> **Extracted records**
= = = =
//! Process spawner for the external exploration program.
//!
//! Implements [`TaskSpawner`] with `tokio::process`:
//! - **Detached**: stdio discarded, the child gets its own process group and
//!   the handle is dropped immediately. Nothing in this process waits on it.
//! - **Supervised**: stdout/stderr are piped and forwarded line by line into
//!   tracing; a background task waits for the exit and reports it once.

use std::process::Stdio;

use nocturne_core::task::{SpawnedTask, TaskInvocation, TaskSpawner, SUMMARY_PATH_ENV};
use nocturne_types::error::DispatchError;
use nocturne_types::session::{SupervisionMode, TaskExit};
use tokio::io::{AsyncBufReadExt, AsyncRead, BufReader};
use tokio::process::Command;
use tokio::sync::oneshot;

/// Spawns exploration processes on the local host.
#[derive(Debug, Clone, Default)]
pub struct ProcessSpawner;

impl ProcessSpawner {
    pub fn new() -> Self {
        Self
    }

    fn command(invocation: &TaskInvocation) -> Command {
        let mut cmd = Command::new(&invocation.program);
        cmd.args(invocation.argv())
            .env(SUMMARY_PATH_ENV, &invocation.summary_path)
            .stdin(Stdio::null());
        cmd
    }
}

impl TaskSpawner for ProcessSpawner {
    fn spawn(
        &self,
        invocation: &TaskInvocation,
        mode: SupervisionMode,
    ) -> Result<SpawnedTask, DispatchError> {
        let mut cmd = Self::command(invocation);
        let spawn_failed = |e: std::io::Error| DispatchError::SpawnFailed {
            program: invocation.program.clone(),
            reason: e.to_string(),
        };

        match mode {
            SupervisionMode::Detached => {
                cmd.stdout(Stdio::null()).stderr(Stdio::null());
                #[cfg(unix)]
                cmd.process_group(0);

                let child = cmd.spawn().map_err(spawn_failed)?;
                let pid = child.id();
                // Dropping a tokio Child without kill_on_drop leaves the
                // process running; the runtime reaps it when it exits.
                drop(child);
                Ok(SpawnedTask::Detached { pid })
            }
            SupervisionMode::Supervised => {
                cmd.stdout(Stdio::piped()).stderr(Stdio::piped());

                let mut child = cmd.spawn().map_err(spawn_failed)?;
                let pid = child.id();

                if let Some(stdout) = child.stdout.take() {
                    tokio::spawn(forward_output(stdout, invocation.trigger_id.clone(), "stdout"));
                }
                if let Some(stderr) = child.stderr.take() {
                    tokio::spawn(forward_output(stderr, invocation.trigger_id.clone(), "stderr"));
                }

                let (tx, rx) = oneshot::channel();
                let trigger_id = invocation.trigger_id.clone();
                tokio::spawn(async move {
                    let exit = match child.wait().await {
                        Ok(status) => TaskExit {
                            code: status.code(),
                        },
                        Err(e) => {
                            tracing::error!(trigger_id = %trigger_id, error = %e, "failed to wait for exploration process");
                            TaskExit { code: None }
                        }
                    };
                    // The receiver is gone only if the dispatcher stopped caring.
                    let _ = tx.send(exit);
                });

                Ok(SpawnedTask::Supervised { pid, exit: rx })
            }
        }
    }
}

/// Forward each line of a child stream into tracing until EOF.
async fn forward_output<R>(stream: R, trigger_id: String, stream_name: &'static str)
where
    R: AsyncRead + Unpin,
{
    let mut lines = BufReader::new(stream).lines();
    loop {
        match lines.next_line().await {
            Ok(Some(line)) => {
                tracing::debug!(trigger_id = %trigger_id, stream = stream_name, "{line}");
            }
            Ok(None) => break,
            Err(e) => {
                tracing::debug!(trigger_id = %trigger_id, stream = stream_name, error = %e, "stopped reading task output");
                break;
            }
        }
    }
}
= = = =
> **Try it**
Gather from the entries above all lines that include the string "TaskInvocation".

> **Written response**
use nocturne_core::task::{SpawnedTask, TaskInvocation, TaskSpawner, SUMMARY_PATH_ENV};
    fn command(invocation: &TaskInvocation) -> Command {
        invocation: &TaskInvocation,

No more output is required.